By the time Blake reached Casualty, Harriet Walsingham’s heart had decided to behave.
‘Though it gave me quite a scare, Doctor,’ she said, sitting up and crossing her ankles primly on the ambulance trolley. ‘I came over all funny, I did.’
‘Then you can lie straight down again in case you come over all funny again,’ he told her, pressing her gently back on the pillows and moving his stethoscope into position. ‘What exactly happened?’
‘She was out cold on the kitchen floor,’ one of the ambulance officers told him, and Blake looked a question at the younger of the two men. If something was grey, Henry painted it black.
‘Bob?’
‘She wasn’t unconscious,’ Bob told him truthfully. ‘She was just gasping like a fish out of water and she’d managed to grab the phone and call us.’
‘It’s got to be angina pectoris,’ Henry told him triumphantly. ‘Like I told you when we called. That’s what it’ll be. Won’t it, Doc?
‘Possibly.’ Not for the first time Blake thought longingly of big cities and fully trained paramedics. Henry was the local postman and Bob ran the menswear store. For them, a call for the ambulance meant major excitement in otherwise humdrum lives.
If only they wouldn’t act like would-be doctors, he thought. Half the patients who arrived at the hospital via ambulance had been given an amateur diagnosis on the way, and sometimes it scared the pants off them.
‘What’s angina pectoris?’ Luckily, Harriet wasn’t one to let big words scare her. She was just like the ambulance officers—seemingly grateful for such an interesting event to disrupt her mundane existence. She gave a delicious shiver. ‘Is it dangerous?’ She really was feeling better.

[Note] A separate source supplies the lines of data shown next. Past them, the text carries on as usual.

//! Conflict detection and resolution.
//!
//! A conflict exists when a remote delta is newer than the local record and
//! the local record carries unsynced edits. Resolution is substitutable
//! through [`ConflictResolver`]; [`ConflictPolicy`] provides the built-in
//! rules.

use crate::delta::Delta;
use deltasync_core::{now_millis, Record, RecordKey, Revision};
use serde::{Deserialize, Serialize};

/// A resolved conflict, reported to observers.
#[derive(Debug, Clone, PartialEq, Eq)]
pub struct Conflict {
    /// Record involved.
    pub key: RecordKey,
    /// Local revision before resolution.
    pub local_revision: Revision,
    /// Revision of the incoming delta.
    pub remote_revision: Revision,
    /// Revision written by the resolution.
    pub resolved_revision: Revision,
    /// Remote delta was a delete.
    pub remote_deleted: bool,
    /// How it was resolved.
    pub resolution: ConflictResolution,
}

impl Conflict {
    /// Returns true if the record stays dirty after resolution.
    pub fn reasserts_local(&self) -> bool {
        self.resolution != ConflictResolution::AcceptRemote
    }
}

/// Outcome of resolving one conflict.
#[derive(Debug, Clone, Copy, PartialEq, Eq, Hash, Serialize, Deserialize)]
pub enum ConflictResolution {
    /// Local fields kept and re-sent.
    KeepLocal,
    /// Remote version taken, local edit dropped.
    AcceptRemote,
    /// Remote base with local edits layered on top, re-sent.
    Merge,
}

impl ConflictResolution {
    /// Converts to a code.
    pub fn to_code(&self) -> u8 {
        match self {
            ConflictResolution::KeepLocal => 1,
            ConflictResolution::AcceptRemote => 2,
            ConflictResolution::Merge => 3,
        }
    }

    /// Converts from a code.
    pub fn from_code(code: u8) -> Option<Self> {
        match code {
            1 => Some(ConflictResolution::KeepLocal),
            2 => Some(ConflictResolution::AcceptRemote),
            3 => Some(ConflictResolution::Merge),
            _ => None,
        }
    }
}

/// Record produced by a resolver together with how it was chosen.
#[derive(Debug, Clone, PartialEq)]
pub struct Resolved {
    /// Record to commit.
    pub record: Record,
    /// Resolution applied.
    pub resolution: ConflictResolution,
}

/// Decides the record to store when a newer remote delta meets a dirty local
/// record.
///
/// Implementations must return a record with the same identity. A resolved
/// record that stays dirty must carry a revision strictly greater than
/// `remote.revision`, otherwise the next push would be refused as stale.
pub trait ConflictResolver: Send + Sync {
    /// Resolves `local` against `remote`.
    fn resolve(&self, local: &Record, remote: &Delta) -> Resolved;
}

/// Built-in resolution rules.
#[derive(Debug, Clone, Copy, Default, PartialEq, Eq, Hash, Serialize, Deserialize)]
pub enum ConflictPolicy {
    /// Remote field values win, locally edited fields are layered back on
    /// top, and the record stays dirty at `max(local, remote) + 1`.
    #[default]
    RemoteWinsLocalReasserts,
    /// Remote version replaces the local record; the local edit is dropped.
    RemoteWins,
    /// Local fields are kept and re-sent at `max(local, remote) + 1`.
    LocalWins,
}

impl ConflictPolicy {
    /// Converts to a code.
    pub fn to_code(&self) -> u8 {
        match self {
            ConflictPolicy::RemoteWinsLocalReasserts => 1,
            ConflictPolicy::RemoteWins => 2,
            ConflictPolicy::LocalWins => 3,
        }
    }

    /// Converts from a code.
    pub fn from_code(code: u8) -> Option<Self> {
        match code {
            1 => Some(ConflictPolicy::RemoteWinsLocalReasserts),
            2 => Some(ConflictPolicy::RemoteWins),
            3 => Some(ConflictPolicy::LocalWins),
            _ => None,
        }
    }
}

// Saturates; callers reject remote revisions without a successor first.
fn bumped(local: &Record, remote: &Delta) -> Revision {
    local
        .revision
        .max(remote.revision)
        .next()
        .unwrap_or(Revision::MAX)
}

impl ConflictResolver for ConflictPolicy {
    fn resolve(&self, local: &Record, remote: &Delta) -> Resolved {
        match self {
            ConflictPolicy::RemoteWinsLocalReasserts => {
                let mut fields = remote.fields.clone();
                for name in &local.touched {
                    match local.fields.get(name) {
                        Some(value) => {
                            fields.insert(name.clone(), value.clone());
                        }
                        None => {
                            fields.remove(name);
                        }
                    }
                }

                let mut record = local.clone();
                record.fields = fields;
                record.deleted = remote.is_delete() || local.deleted;
                record.revision = bumped(local, remote);
                record.dirty = true;
                record.synced_revision = Some(remote.revision);
                record.updated_at = now_millis();
                Resolved {
                    record,
                    resolution: ConflictResolution::Merge,
                }
            }
            ConflictPolicy::RemoteWins => Resolved {
                record: remote.to_record(),
                resolution: ConflictResolution::AcceptRemote,
            },
            ConflictPolicy::LocalWins => {
                let mut record = local.clone();
                record.revision = bumped(local, remote);
                record.dirty = true;
                record.synced_revision = Some(remote.revision);
                record.touched = local.fields.keys().cloned().collect();
                record.updated_at = now_millis();
                Resolved {
                    record,
                    resolution: ConflictResolution::KeepLocal,
                }
            }
        }
    }
}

‘It’s when your heart muscle is starved for oxygen,’ Blake told her. ‘But by itself it’s not dangerous. Shush for a minute while I listen.’
They all shushed. For about ten seconds. Then…
‘Can I have our new Dr McKenzie look after me?’ Harriet enquired. ‘No offence, Dr Blake, but I’ve always fancied a lady doctor, and she sounds lovely. I remember her when she was a teenager. She was such a sweet little thing, but so quiet.’
Our new Dr McKenzie… ‘How did you know about Nell?’
‘It’s all over town,’ Harriet told him. ‘It’s so exciting. Lorna is on the hospital board and she told me in strictest confidence. She said no one was allowed to say anything until today because they wanted to surprise you. You must be so pleased. Isn’t it the best Christmas present?’
He took a deep breath. Was the whole town in on this? ‘Harriet, be quiet.’
‘But it is exciting.’
‘I’ll sedate you if you don’t shut up,’ he told her. Angina might be a minor problem, but it could also be a symptom of something major. ‘Let’s get you admitted and get an ECG done.’ He glanced up at the ambulancemen. ‘Thanks, boys.’
‘Think nothing of it.’ The men moved reluctantly off and then stopped. There was clearly something bothering them. ‘How are we going to get to meet our new doctor, then?’ Bob asked. He hesitated. ‘Shouldn’t there be some sort of function to welcome her back? So she can get to know people like us? Except for her grandma’s funeral it’s been over ten years since she was home. We’d hardly recognise her.’
‘She’s only here for four weeks.’
Bob shook his head. ‘Lorna says it might be for longer. If the town’s nice to her—for a change—and if she settles here after the bub’s born, then she might stay.’
‘And if she likes you, Dr Blake.’ Harriet giggled. ‘Not that she couldn’t.’
Blake took a deep breath. This was getting out of hand. A welcome party? ‘We’re hardly likely to find any comers for a welcome party in the weeks before Christmas.’
‘But it’s Nell McKenzie,’ Bob said, as if that made everything different.
‘You’ll have to explain.’
‘The town feels bad about Nell McKenzie,’ Harriet told him. ‘And in a way maybe we should. No one ever did anything.’
‘We couldn’t,’ Henry retorted. ‘We weren’t allowed to.’
‘No, but she was such a little thing. And they were so awful.’